### [TASK PROMPT]
Nothing but the lines from the one containing "best_idx = i;" to the end of the data should be returned, each exactly as written.

------------------------------

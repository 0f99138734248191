// Copyright (c) Microsoft Corporation.
// Licensed under the MIT License.

//! The connection boundary a connected cache consumes.

use std::fmt::Display;
use std::sync::Arc;

use crate::{CallbackQueue, CancelHandle};

/// Listener invoked by a [`Connection`] on every state transition.
pub type StateListener = Arc<dyn Fn(ConnectionState) + Send + Sync>;

/// Connectivity state reported by a [`Connection`].
#[derive(Debug, Clone, Copy, PartialEq, Eq, Hash)]
#[non_exhaustive]
pub enum ConnectionState {
    /// The transport is being established.
    Connecting,
    /// The transport is established and requests may be issued.
    Connected,
    /// The transport is shutting down.
    Disconnecting,
    /// The transport is down.
    Disconnected,
}

impl ConnectionState {
    /// Returns `true` if requests may be issued in this state.
    #[must_use]
    pub fn is_ready(self) -> bool {
        matches!(self, Self::Connected)
    }

    /// Returns the state name used in logs.
    #[must_use]
    pub fn as_str(self) -> &'static str {
        match self {
            Self::Connecting => "connecting",
            Self::Connected => "connected",
            Self::Disconnecting => "disconnecting",
            Self::Disconnected => "disconnected",
        }
    }
}

impl Display for ConnectionState {
    fn fmt(&self, f: &mut std::fmt::Formatter<'_>) -> std::fmt::Result {
        f.write_str(self.as_str())
    }
}

/// A transport that connected caches populate from and subscribe through.
///
/// The cache only needs the connectivity state, its change notification, and the queue
/// callbacks are delivered on. Issuing one-shot and streaming requests is left to the
/// concrete type; [`PopulateRequest`](crate::PopulateRequest) and
/// [`SubscribeRequest`](crate::SubscribeRequest) call those methods directly.
///
/// Caches hold connections weakly. A cache never keeps its connection alive.
pub trait Connection: Send + Sync + 'static {
    /// Returns the current connectivity state.
    fn state(&self) -> ConnectionState;

    /// Registers `listener` to be invoked on every state transition.
    ///
    /// Cancelling the returned handle unregisters the listener.
    fn watch_state(&self, listener: StateListener) -> CancelHandle;

    /// Returns the queue user-facing callbacks must be delivered on.
    fn callback_queue(&self) -> CallbackQueue;
}
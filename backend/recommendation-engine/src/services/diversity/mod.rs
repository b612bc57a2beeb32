use crate::models::Candidate;
use crate::services::features::ItemFeatures;
use crate::services::similarity::dense_cosine;
use tracing::debug;

/// Diversity Optimizer - 多樣性重排
/// 使用 MMR (Maximal Marginal Relevance) 算法
///
/// Greedily picks the remaining candidate maximizing
/// `λ · relevance − (1 − λ) · max similarity to already chosen`,
/// where similarity is the cosine of item feature vectors.
/// The output is always a permutation of the input.
pub struct DiversityOptimizer {
    lambda: f64, // 平衡 relevance 和 diversity 的參數（0~1）
}

impl DiversityOptimizer {
    pub fn new(lambda: f64) -> Self {
        Self {
            lambda: if lambda.is_finite() {
                lambda.clamp(0.0, 1.0)
            } else {
                0.0
            },
        }
    }

    pub fn lambda(&self) -> f64 {
        self.lambda
    }

    /// 重排候選集以提高多樣性
    /// lambda = 0.0: 不重排（原順序返回）
    /// lambda = 1.0: 只看相關性（等同原順序）
    ///
    /// Relevance is rank based (`1 − position / len`) so candidates coming
    /// from differently scaled sources stay comparable.
    pub fn rerank(&self, candidates: Vec<Candidate>, features: &ItemFeatures) -> Vec<Candidate> {
        if self.lambda <= 0.0 || candidates.len() < 2 {
            return candidates;
        }

        let len = candidates.len() as f64;
        let mut remaining: Vec<(f64, Candidate)> = candidates
            .into_iter()
            .enumerate()
            .map(|(pos, c)| (1.0 - pos as f64 / len, c))
            .collect();
        let mut selected: Vec<Candidate> = Vec::with_capacity(remaining.len());

        // MMR 貪心選擇
        while !remaining.is_empty() {
            let mut best_idx = 0;
            let mut best_mmr_score = f64::NEG_INFINITY;

            for (i, (relevance, candidate)) in remaining.iter().enumerate() {
                let redundancy = self.max_similarity(candidate, &selected, features);
                let mmr_score = self.lambda * relevance - (1.0 - self.lambda) * redundancy;

                // strict comparison keeps input order on ties
                if mmr_score > best_mmr_score {
                    best_mmr_score = mmr_score;
                    best_idx = i;
                }
            }

            let (_, chosen) = remaining.remove(best_idx);
            selected.push(chosen);
        }

        debug!(
            lambda = self.lambda,
            candidates = selected.len(),
            "Diversity re-ranking applied"
        );

        selected
    }

    /// 與已選擇物品的最大相似度；缺少特徵向量時為 0
    fn max_similarity(
        &self,
        candidate: &Candidate,
        selected: &[Candidate],
        features: &ItemFeatures,
    ) -> f64 {
        let Some(vector) = features.vector(candidate.item_id) else {
            return 0.0;
        };

        selected
            .iter()
            .filter_map(|s| features.vector(s.item_id))
            .map(|other| dense_cosine(&vector.values, &other.values))
            .fold(0.0, f64::max)
    }
}
// ============================================
// Background Jobs Module (後台任務模組)
// ============================================
//
// Contains background job runners for:
// 1. Batch recommendation over a data snapshot file
//
// These jobs can be triggered via:
// - CronJob (Kubernetes)
// - The recommendation-engine binary

pub mod batch_recommend;

pub use batch_recommend::{
    run_batch_recommend_job, BatchJobConfig, BatchJobStats, BatchRecommendJob, SnapshotFile,
};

------------------------------

### [TASK RESULT]
                    best_idx = i;
                }
            }

            let (_, chosen) = remaining.remove(best_idx);
            selected.push(chosen);
        }

        debug!(
            lambda = self.lambda,
            candidates = selected.len(),
            "Diversity re-ranking applied"
        );

        selected
    }

    /// 與已選擇物品的最大相似度；缺少特徵向量時為 0
    fn max_similarity(
        &self,
        candidate: &Candidate,
        selected: &[Candidate],
        features: &ItemFeatures,
    ) -> f64 {
        let Some(vector) = features.vector(candidate.item_id) else {
            return 0.0;
        };

        selected
            .iter()
            .filter_map(|s| features.vector(s.item_id))
            .map(|other| dense_cosine(&vector.values, &other.values))
            .fold(0.0, f64::max)
    }
}
// ============================================
// Background Jobs Module (後台任務模組)
// ============================================
//
// Contains background job runners for:
// 1. Batch recommendation over a data snapshot file
//
// These jobs can be triggered via:
// - CronJob (Kubernetes)
// - The recommendation-engine binary

pub mod batch_recommend;

pub use batch_recommend::{
    run_batch_recommend_job, BatchJobConfig, BatchJobStats, BatchRecommendJob, SnapshotFile,
};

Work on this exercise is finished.